PPO (Preferred Provider Organization): This health plan option allows you to use
in-network and out-of-network doctors, though you’ll pay more if you use out-of-network
doctors. You do not have to get a referral before seeing a specialist. There is typically a
deductible, and you will also probably be responsible for a portion of provider bills (plans
often pay 80%; you are responsible for 20%).

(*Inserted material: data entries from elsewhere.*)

//! Request header transformation.
//!
//! # Responsibilities
//! - Drop hop-by-hop headers and headers named in `Connection`
//! - Drop client-supplied forwarding-chain headers (the proxy writes its own)
//! - Set the outbound Host according to the configured policy
//! - Add X-Forwarded-For/-Proto/-Host when enabled
//!
//! # Design Decisions
//! - Everything else passes through untouched, order and repeated values included
//! - Original request preserved for logging; modified copy forwarded

use std::collections::HashSet;
use std::net::IpAddr;

use axum::http::{header, HeaderMap, HeaderName, HeaderValue, Uri};

use crate::config::HostHeaderPolicy;
use crate::upstream::UpstreamTarget;

pub const X_FORWARDED_FOR: HeaderName = HeaderName::from_static("x-forwarded-for");
pub const X_FORWARDED_HOST: HeaderName = HeaderName::from_static("x-forwarded-host");
pub const X_FORWARDED_PROTO: HeaderName = HeaderName::from_static("x-forwarded-proto");

/// Headers never copied from the client to the backend.
pub const REQUEST_EXCLUDED_HEADERS: &[&str] = &[
    "host",
    "connection",
    "keep-alive",
    "proxy-connection",
    "te",
    "trailer",
    "transfer-encoding",
    "upgrade",
    // forwarding chain
    "forwarded",
    "x-forwarded-for",
    "x-forwarded-host",
    "x-forwarded-proto",
    "x-real-ip",
];

/// Copy `inbound` minus the exclusion set and any header listed in its `Connection` value.
pub fn forward_headers(inbound: &HeaderMap) -> HeaderMap {
    strip_headers(inbound, REQUEST_EXCLUDED_HEADERS)
}

/// Shared by both directions: remove `excluded` and the `Connection` tokens.
pub(crate) fn strip_headers(headers: &HeaderMap, excluded: &[&str]) -> HeaderMap {
    let listed = connection_tokens(headers);
    let mut out = HeaderMap::with_capacity(headers.len());
    for (name, value) in headers {
        let name_str = name.as_str();
        if excluded.contains(&name_str) || listed.contains(name_str) {
            continue;
        }
        out.append(name.clone(), value.clone());
    }
    out
}

fn connection_tokens(headers: &HeaderMap) -> HashSet<String> {
    headers
        .get_all(header::CONNECTION)
        .iter()
        .filter_map(|v| v.to_str().ok())
        .flat_map(|v| v.split(','))
        .map(|token| token.trim().to_ascii_lowercase())
        .filter(|token| !token.is_empty())
        .collect()
}

/// The Host the client addressed, falling back to the HTTP/2 authority.
pub fn inbound_host(headers: &HeaderMap, uri: &Uri) -> Option<HeaderValue> {
    headers.get(header::HOST).cloned().or_else(|| {
        uri.authority()
            .and_then(|a| HeaderValue::from_str(a.as_str()).ok())
    })
}

/// Write the outbound Host header.
pub fn apply_host(
    headers: &mut HeaderMap,
    policy: HostHeaderPolicy,
    inbound_host: Option<&HeaderValue>,
    target: &UpstreamTarget,
) {
    let value = match (policy, inbound_host) {
        (HostHeaderPolicy::Preserve, Some(host)) => host.clone(),
        _ => target.host_header().clone(),
    };
    headers.insert(header::HOST, value);
}

/// Append the proxy's own forwarding headers.
pub fn apply_forwarded(headers: &mut HeaderMap, client: IpAddr, inbound_host: Option<&HeaderValue>) {
    if let Ok(value) = HeaderValue::from_str(&client.to_string()) {
        headers.insert(X_FORWARDED_FOR, value);
    }
    headers.insert(X_FORWARDED_PROTO, HeaderValue::from_static("http"));
    if let Some(host) = inbound_host {
        headers.insert(X_FORWARDED_HOST, host.clone());
    }
}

Referrals: The recommendation by a physician and/or health plan for a covered person to
receive care from a different physician, specialist, or facility.
Specialist: A physician who has completed an approved residency, passed an examination
given by a medical specialty board, and has been certified as a specialist in a medical area.
Traditional Fee-For-Service Health Plans: The most flexible — and usually the most
expensive — health plans. You may use any provider you want. There is typically a deductible
and co-insurance (plans often pay 80%; you are responsible for 20%). In addition, these plans
usually only pay for “reasonable and customary” medical expenses. If your doctor charges more,
you will have to pay the difference.
Underwriting: This is a process insurance companies use to evaluate the costs of insuring you
and determining if you’re eligible for coverage. It can involve asking medical questions or
requiring health exams. If you are eligible for coverage and multiple rate levels exist, your rate
level will be assigned based on this underwriting.